## Work order
A single figure is expected: how many lines of the data that follows contain the word "endpoint".

## Data for the task
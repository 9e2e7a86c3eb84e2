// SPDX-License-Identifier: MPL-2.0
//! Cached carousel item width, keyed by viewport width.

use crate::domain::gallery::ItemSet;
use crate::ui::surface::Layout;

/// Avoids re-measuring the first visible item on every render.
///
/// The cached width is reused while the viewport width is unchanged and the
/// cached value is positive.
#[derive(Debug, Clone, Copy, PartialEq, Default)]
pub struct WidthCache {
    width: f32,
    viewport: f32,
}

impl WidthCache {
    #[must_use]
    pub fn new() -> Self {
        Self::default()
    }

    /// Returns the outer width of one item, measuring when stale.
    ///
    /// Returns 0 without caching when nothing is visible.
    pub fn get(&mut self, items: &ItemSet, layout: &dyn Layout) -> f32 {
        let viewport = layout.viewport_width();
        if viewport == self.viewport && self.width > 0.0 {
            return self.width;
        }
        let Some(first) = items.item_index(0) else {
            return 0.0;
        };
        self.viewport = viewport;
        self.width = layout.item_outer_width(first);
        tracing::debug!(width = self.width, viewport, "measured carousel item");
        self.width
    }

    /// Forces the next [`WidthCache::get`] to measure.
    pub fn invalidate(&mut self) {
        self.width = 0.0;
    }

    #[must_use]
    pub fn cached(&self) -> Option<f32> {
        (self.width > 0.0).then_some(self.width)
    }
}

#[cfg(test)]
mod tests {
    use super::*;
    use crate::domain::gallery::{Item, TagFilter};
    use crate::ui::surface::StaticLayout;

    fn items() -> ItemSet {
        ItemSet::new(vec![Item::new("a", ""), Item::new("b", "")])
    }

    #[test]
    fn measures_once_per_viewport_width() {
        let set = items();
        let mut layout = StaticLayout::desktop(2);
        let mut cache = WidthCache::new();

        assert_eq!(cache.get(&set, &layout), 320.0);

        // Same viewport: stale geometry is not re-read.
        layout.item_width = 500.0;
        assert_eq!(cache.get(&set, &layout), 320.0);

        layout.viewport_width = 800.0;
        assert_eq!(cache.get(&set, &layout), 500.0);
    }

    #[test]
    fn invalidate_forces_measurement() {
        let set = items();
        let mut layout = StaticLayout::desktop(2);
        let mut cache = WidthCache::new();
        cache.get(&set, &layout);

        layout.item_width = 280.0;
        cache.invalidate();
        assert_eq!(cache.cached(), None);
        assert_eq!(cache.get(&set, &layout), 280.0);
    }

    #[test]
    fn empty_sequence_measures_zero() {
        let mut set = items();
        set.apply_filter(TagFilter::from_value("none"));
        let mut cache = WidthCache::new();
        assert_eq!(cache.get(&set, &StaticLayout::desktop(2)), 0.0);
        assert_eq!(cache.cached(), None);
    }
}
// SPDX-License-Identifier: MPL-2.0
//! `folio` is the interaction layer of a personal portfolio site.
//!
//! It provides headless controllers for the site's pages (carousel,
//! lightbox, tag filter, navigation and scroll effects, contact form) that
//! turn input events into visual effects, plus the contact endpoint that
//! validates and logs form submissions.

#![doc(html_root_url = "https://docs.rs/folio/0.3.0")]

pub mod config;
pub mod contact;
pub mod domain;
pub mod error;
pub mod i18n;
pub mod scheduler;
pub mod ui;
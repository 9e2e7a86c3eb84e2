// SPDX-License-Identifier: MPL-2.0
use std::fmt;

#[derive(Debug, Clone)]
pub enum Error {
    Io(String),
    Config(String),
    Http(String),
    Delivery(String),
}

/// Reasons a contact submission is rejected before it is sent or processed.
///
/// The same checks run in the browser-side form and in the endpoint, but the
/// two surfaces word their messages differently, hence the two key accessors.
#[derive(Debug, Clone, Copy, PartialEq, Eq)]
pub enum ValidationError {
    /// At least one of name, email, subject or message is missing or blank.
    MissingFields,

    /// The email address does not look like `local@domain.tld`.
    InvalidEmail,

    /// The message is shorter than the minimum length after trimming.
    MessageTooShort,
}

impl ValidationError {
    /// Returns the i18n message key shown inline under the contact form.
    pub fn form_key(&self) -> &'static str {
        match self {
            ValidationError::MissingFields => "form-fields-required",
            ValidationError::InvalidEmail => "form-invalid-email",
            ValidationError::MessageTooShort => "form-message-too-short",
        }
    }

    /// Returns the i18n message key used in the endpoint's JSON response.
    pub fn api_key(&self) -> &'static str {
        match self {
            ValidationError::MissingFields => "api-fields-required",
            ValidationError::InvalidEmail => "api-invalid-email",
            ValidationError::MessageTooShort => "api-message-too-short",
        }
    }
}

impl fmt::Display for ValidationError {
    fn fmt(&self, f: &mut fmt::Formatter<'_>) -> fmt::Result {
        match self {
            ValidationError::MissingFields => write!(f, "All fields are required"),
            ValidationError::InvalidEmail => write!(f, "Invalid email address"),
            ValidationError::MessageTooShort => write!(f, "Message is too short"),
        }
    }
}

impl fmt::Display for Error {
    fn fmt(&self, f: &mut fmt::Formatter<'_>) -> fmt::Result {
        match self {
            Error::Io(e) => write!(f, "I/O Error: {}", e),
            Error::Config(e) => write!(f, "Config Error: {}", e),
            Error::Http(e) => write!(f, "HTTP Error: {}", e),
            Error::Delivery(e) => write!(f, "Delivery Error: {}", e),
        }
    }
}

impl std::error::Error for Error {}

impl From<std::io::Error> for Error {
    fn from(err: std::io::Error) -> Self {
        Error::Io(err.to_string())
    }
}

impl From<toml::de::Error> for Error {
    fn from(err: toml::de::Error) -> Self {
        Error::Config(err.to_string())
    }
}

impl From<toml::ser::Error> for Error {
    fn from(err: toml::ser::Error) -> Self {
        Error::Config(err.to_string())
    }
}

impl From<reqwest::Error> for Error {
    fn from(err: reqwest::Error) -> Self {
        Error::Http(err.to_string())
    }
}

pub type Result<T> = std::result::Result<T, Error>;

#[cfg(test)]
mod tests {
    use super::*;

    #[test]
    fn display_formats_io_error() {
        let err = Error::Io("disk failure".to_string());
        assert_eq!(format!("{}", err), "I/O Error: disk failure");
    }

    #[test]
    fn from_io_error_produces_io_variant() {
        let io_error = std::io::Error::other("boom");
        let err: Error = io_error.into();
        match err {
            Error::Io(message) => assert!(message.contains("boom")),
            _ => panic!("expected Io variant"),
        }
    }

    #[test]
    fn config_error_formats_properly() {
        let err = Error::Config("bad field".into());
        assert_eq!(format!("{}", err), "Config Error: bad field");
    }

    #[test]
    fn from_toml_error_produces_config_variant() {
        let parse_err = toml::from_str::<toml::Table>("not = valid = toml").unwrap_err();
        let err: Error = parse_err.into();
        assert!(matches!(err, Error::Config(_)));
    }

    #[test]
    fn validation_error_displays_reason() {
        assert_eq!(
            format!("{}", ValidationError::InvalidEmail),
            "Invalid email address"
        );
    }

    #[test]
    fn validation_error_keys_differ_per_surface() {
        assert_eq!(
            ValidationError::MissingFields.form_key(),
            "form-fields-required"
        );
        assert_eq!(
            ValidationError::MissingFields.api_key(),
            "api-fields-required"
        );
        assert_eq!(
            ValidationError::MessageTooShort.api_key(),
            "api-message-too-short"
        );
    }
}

## Task result
3